Data extract START

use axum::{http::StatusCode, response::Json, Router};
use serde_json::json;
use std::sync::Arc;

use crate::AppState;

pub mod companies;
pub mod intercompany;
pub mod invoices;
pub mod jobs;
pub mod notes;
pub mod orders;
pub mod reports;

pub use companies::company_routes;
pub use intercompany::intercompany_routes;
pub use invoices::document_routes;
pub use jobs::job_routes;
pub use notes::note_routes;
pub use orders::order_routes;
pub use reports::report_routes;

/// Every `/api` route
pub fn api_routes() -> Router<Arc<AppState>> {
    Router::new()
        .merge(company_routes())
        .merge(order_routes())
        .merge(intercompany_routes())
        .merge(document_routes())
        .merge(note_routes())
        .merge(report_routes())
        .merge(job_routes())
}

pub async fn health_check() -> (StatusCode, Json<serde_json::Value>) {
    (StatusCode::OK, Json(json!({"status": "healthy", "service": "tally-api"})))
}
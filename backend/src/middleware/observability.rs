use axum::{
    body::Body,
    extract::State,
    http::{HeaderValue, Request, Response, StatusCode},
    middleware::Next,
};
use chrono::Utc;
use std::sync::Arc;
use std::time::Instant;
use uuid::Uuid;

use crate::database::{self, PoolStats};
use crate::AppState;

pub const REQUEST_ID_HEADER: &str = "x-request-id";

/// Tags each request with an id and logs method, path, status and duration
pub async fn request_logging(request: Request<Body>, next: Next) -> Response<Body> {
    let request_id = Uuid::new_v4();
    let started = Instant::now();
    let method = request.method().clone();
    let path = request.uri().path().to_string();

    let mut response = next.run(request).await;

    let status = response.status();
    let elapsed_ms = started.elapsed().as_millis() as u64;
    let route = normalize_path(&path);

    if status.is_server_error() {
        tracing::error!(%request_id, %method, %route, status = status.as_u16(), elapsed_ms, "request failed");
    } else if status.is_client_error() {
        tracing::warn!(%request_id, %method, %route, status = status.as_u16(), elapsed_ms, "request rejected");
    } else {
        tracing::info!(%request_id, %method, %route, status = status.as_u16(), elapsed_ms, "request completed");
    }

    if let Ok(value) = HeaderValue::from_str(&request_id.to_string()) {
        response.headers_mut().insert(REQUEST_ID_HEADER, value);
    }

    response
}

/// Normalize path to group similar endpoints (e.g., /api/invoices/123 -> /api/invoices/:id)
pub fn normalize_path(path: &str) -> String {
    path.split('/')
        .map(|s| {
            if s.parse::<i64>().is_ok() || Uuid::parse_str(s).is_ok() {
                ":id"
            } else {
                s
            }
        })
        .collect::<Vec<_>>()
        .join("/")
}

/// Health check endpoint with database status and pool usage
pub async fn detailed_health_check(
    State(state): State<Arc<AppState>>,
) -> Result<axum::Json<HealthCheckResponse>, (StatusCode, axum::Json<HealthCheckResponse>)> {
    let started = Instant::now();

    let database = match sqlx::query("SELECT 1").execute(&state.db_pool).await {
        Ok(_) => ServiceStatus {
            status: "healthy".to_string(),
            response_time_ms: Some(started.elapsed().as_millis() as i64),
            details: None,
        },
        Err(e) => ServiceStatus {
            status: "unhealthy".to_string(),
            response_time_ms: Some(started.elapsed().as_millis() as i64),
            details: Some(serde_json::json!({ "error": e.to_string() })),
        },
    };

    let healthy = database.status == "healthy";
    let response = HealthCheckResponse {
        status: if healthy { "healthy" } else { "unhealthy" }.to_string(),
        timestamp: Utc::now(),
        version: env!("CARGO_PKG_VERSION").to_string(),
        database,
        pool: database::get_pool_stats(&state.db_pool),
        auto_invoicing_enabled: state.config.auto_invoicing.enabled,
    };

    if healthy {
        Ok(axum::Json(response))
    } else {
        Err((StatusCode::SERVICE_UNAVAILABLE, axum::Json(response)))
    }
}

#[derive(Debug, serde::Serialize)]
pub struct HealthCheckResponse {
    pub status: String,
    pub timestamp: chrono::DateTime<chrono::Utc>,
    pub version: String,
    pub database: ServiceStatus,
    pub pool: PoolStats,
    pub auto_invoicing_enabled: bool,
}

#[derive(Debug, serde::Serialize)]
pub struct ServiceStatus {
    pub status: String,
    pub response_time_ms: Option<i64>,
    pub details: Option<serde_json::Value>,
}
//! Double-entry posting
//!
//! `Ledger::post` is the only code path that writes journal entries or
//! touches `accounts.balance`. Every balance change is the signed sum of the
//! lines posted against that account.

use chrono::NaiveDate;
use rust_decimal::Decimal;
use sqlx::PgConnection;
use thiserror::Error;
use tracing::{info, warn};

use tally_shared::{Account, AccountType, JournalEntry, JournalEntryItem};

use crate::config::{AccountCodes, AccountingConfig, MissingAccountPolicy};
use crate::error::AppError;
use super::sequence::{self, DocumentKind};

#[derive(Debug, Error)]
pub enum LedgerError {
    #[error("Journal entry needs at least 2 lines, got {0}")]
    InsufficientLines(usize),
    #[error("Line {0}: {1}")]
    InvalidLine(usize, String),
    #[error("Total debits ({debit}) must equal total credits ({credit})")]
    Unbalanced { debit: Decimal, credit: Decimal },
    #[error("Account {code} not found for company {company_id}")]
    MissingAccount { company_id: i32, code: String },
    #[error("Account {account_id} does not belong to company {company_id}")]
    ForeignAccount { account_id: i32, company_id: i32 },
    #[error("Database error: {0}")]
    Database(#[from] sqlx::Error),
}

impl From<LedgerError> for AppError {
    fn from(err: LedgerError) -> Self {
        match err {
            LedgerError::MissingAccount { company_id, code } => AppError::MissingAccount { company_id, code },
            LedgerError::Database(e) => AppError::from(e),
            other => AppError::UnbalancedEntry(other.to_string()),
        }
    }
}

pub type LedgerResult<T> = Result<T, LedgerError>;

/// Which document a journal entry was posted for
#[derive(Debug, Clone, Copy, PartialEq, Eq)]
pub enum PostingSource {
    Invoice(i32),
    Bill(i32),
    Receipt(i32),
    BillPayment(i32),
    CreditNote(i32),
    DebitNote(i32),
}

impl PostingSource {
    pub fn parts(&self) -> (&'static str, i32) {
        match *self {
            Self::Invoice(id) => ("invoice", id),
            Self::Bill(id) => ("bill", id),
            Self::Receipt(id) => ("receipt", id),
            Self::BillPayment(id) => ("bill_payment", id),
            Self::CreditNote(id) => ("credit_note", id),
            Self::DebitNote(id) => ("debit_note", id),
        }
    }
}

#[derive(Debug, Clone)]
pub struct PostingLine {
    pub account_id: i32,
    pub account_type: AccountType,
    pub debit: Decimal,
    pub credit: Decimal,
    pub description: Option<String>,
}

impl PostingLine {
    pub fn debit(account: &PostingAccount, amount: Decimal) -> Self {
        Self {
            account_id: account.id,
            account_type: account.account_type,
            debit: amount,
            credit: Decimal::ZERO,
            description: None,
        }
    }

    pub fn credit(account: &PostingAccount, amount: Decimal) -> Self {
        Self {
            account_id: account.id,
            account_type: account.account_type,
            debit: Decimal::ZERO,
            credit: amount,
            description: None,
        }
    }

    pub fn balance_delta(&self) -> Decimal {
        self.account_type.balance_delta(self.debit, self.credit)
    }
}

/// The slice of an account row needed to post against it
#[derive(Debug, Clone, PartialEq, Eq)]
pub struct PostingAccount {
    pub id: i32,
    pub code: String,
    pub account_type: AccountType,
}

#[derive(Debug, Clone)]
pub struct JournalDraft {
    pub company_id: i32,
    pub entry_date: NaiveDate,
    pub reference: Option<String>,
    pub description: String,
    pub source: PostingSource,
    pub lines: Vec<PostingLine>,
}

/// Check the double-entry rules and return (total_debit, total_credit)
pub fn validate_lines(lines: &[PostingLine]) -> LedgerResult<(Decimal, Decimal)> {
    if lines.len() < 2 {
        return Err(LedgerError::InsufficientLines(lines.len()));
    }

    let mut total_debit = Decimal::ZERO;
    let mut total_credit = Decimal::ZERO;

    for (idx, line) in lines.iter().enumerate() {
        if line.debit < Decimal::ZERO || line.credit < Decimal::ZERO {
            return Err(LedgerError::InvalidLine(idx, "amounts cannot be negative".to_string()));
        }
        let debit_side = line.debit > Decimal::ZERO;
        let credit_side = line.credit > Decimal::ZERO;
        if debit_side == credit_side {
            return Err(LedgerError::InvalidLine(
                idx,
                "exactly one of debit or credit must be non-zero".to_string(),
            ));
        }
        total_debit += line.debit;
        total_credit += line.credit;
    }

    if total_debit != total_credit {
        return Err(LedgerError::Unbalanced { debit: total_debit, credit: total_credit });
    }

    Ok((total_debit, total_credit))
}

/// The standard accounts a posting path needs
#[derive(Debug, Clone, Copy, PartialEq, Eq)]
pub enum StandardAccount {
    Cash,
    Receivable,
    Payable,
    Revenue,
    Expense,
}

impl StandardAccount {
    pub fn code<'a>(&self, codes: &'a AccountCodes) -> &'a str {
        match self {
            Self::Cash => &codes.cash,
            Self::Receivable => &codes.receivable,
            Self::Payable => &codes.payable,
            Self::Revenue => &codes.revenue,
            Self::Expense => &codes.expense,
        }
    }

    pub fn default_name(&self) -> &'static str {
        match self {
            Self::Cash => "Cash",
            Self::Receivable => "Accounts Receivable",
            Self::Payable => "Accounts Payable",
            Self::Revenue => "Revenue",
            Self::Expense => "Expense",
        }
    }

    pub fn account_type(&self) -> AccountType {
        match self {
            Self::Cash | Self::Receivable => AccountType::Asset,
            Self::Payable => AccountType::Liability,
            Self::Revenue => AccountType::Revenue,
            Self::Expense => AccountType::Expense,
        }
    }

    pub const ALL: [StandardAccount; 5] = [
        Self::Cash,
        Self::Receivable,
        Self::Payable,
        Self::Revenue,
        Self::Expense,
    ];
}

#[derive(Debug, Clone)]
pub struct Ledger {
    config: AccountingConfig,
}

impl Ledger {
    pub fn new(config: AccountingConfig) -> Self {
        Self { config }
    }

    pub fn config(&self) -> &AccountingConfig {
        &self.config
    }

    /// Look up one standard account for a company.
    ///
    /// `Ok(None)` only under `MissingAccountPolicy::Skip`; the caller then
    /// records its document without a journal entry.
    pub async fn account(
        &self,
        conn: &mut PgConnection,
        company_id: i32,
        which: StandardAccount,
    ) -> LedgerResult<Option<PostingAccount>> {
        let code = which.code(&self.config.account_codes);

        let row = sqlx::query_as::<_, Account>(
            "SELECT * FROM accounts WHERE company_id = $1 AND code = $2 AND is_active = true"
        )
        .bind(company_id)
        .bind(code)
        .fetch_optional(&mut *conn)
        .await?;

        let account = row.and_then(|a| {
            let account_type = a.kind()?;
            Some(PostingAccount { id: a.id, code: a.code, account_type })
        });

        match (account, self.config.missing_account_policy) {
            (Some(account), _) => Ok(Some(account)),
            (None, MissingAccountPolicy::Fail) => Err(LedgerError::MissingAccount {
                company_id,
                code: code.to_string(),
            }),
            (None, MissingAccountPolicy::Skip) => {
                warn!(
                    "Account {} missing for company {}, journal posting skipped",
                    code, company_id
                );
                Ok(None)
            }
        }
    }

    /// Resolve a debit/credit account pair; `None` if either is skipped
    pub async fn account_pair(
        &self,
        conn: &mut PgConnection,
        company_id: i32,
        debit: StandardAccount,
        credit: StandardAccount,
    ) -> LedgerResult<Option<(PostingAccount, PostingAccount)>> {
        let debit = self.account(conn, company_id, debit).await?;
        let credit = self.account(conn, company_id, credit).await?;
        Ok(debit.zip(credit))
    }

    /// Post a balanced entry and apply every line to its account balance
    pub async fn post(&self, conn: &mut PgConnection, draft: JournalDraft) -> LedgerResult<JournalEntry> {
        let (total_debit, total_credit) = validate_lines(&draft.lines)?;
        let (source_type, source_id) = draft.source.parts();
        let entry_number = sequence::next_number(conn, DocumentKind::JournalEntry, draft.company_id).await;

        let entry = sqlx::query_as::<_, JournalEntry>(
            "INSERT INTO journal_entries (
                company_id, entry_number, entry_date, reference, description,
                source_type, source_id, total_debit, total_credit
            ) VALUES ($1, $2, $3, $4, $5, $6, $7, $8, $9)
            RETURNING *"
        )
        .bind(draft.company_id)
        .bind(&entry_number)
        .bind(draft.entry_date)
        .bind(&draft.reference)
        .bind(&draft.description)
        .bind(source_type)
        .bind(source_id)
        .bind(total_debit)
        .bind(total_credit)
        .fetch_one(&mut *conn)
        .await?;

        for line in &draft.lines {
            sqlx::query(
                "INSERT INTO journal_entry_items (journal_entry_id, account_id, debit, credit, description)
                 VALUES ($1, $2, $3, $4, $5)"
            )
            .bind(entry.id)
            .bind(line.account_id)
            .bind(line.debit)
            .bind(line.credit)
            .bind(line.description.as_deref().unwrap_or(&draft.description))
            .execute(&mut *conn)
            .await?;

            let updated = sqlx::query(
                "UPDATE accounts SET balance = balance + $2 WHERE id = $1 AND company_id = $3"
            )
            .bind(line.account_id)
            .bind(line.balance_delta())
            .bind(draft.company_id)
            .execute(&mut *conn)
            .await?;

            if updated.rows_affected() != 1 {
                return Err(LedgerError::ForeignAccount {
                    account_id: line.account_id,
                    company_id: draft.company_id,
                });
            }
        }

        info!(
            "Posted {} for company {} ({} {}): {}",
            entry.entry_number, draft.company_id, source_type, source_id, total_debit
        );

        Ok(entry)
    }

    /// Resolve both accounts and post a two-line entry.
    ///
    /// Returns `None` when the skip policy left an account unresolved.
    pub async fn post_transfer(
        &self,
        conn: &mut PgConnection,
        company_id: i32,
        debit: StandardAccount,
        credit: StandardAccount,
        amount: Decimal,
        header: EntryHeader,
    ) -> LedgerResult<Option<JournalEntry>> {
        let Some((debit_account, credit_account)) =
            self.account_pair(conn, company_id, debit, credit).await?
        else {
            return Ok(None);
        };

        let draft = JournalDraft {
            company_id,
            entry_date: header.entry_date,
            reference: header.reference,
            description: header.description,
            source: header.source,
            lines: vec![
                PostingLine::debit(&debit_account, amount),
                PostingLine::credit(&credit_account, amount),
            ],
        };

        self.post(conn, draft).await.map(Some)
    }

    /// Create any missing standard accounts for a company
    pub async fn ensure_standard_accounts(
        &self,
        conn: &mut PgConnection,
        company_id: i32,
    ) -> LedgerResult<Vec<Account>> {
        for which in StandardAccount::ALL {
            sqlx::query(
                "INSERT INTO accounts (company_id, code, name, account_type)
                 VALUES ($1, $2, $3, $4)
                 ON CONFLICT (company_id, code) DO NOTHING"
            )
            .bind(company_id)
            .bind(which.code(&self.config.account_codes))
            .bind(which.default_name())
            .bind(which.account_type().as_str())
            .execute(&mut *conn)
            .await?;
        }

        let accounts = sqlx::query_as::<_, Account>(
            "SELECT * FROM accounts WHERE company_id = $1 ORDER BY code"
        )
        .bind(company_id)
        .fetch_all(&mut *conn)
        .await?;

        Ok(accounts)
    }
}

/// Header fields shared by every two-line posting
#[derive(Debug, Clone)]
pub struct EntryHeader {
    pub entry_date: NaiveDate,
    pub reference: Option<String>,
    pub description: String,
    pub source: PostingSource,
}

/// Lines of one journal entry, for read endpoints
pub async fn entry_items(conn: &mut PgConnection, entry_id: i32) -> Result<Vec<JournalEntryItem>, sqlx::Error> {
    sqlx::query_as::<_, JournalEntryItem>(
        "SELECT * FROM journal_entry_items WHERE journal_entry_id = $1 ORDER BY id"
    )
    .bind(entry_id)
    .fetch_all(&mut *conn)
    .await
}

Data extract END

→ Try it: Search the preceding listing for "timestamp", then copy every line that holds it.

→ Response to the task:
        timestamp: Utc::now(),
    pub timestamp: chrono::DateTime<chrono::Utc>,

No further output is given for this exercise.